O episódio envolvendo o Linebacker Reuben Foster é mais uma prova de como a liga ainda tem dificuldades para uma abordagem rígida ao assunto

No último sábado (24), o linebacker Reuben Foster, até então do San Francisco 49ers, foi preso com acusações de violência doméstica na cidade de Tampa. De acordo com a polícia, ele teria dado um tapa no celular da vítima, empurrado-a e depois ter dado outro tapa no rosto dela. Foi a segunda acusação do tipo que Foster recebeu no ano: em fevereiro, a mesma vítima o denunciou, mas voltou atrás.

O San Francisco 49ers, na época da primeira denúncia, anunciou que aguardaria as decisões legais, mas que não teria mais tolerância com episódios do tipo. Prontamente, após o segundo incidente, o time anunciou a dispensa de Foster, que havia sido escolhido há um ano na primeira rodada do Draft da NFL.

O tempo de Foster sem um clube, no entanto, durou pouco. Depois do anúncio da dispensa, no dia 25, o Washington Redskins anunciou ontem a contratação do jogador. Foram 3 dias entre a prisão, dispensa e a segunda chance para alguém que acumulava mais de uma denúncia pelo mesmo crime.

De imediato, grande parte da comunidade envolvendo a NFL teve uma posição muito crítica ao acontecimento. Mina Kimes, jornalista e apresentadora na ESPN americana, recuperou um comunicado do próprio Washington Redskins feito em setembro de 2014, em meio ao episódio de violência doméstica envolvendo o jogador Ray Rice.

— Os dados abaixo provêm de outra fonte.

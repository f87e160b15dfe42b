mod conversion_pipeline;

pub use conversion_pipeline::{ConversionOutcome, ConversionPipeline, PipelineError};
mod openai_whisper_engine;
mod staged_audio;

pub use openai_whisper_engine::{OpenAiWhisperEngine, WhisperOptions};
pub use staged_audio::StagedAudio;
use tracing_subscriber::fmt::writer::BoxMakeWriter;
use tracing_subscriber::layer::SubscriberExt;
use tracing_subscriber::util::SubscriberInitExt;
use tracing_subscriber::{EnvFilter, fmt};

use super::TracingConfig;

/// Initialize the tracing subscriber with structured logging.
///
/// Returns an error if a global subscriber is already installed.
pub fn init_tracing(config: &TracingConfig) -> Result<(), tracing_subscriber::util::TryInitError> {
    let env_filter = EnvFilter::try_from_default_env()
        .unwrap_or_else(|_| EnvFilter::new(&config.default_filter));

    let writer = if config.log_to_stderr {
        BoxMakeWriter::new(std::io::stderr)
    } else {
        BoxMakeWriter::new(std::io::stdout)
    };

    let registry = tracing_subscriber::registry().with(env_filter);

    if config.json_format {
        registry
            .with(
                fmt::layer()
                    .json()
                    .with_writer(writer)
                    .with_target(true)
                    .with_current_span(true),
            )
            .try_init()?;
    } else {
        registry
            .with(
                fmt::layer()
                    .with_writer(writer)
                    .with_target(true)
                    .with_file(true)
                    .with_line_number(true),
            )
            .try_init()?;
    }

    tracing::debug!(
        environment = %config.environment,
        json_format = config.json_format,
        "Tracing initialized"
    );

    Ok(())
}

No comunicado, assinado pelo dono Daniel Snyder, a franquia se solidarizava com as ações do comissário Roger Goodell e que “toda a organização Washington Redskins fortemente apoia os esforços para erradicar o abuso doméstico e a investigação independente da agressão de Ray Rice”.

Anne Doepner, Diretora da Administração de Futebol Americano do Minnesota Vikings, fez uma manifestação sutil em seu perfil no Twitter. Minutos após o anúncio da contratação de Foster, ela anunciou uma doação para o abrigo Women’s Advocate, destinado a vítimas de violência doméstica e abuso.

Diante da repercussão, o Washington Redskins também emitiu um comunicado oficial sobre a situação. Assinado por Doug Williams, ídolo da franquia e vice-presidente do departamento de jogadores do time, o texto clarificava que “Reuben passará por diversas etapas, incluindo todo o processo legal, investigação e punição da NFL, assim como reuniões com conselheiros associados ao time” antes de poder jogar. O comunicado na íntegra pode ser conferido aqui, em inglês.

O caso de Reuben Foster é apenas mais um para a extensa lista de jogadores da NFL acusados de violência doméstica. Foster não é o primeiro a receber uma segunda oportunidade na liga e, a não ser que providências mais duras sejam tomadas no futuro, não será o último. Constantemente os times da NFL priorizam o talento e o potencial de um jogador contra graves acusações criminosas.

Isso leva a um questionamento: os times realmente possuem confiança no desenvolvimento dos jogadores ou a NFL é uma liga muito branda quando o assunto é punir agressões? Historicamente, o número de casos de agressão pesa muito na imagem pública da liga nos Estados Unidos, que tenta promover medidas para o combate. Entretanto, mesmo com esse esforço, as denúncias e acusações não param de surgir.

Jacqueline Lima, do portal NFL Luluzinha Club, composto integralmente por mulheres, considera a postura da liga “passiva e condescentente”. “A Liga se torna cada vez mais indefensável nesse sentido, quando permite que jogadores com acusações de violências, não só doméstica, mas contra a mulher em geral, como foi com o Joe Mixon, permaneçam na NFL sem nenhuma punição. Acreditamos que o caminho está no exemplo, na correção, para o bem até dos próprios jogadores, pois a maioria é jovem e podem sim aprender com os erros. Impunidade não ensina nada a ninguém”, completa.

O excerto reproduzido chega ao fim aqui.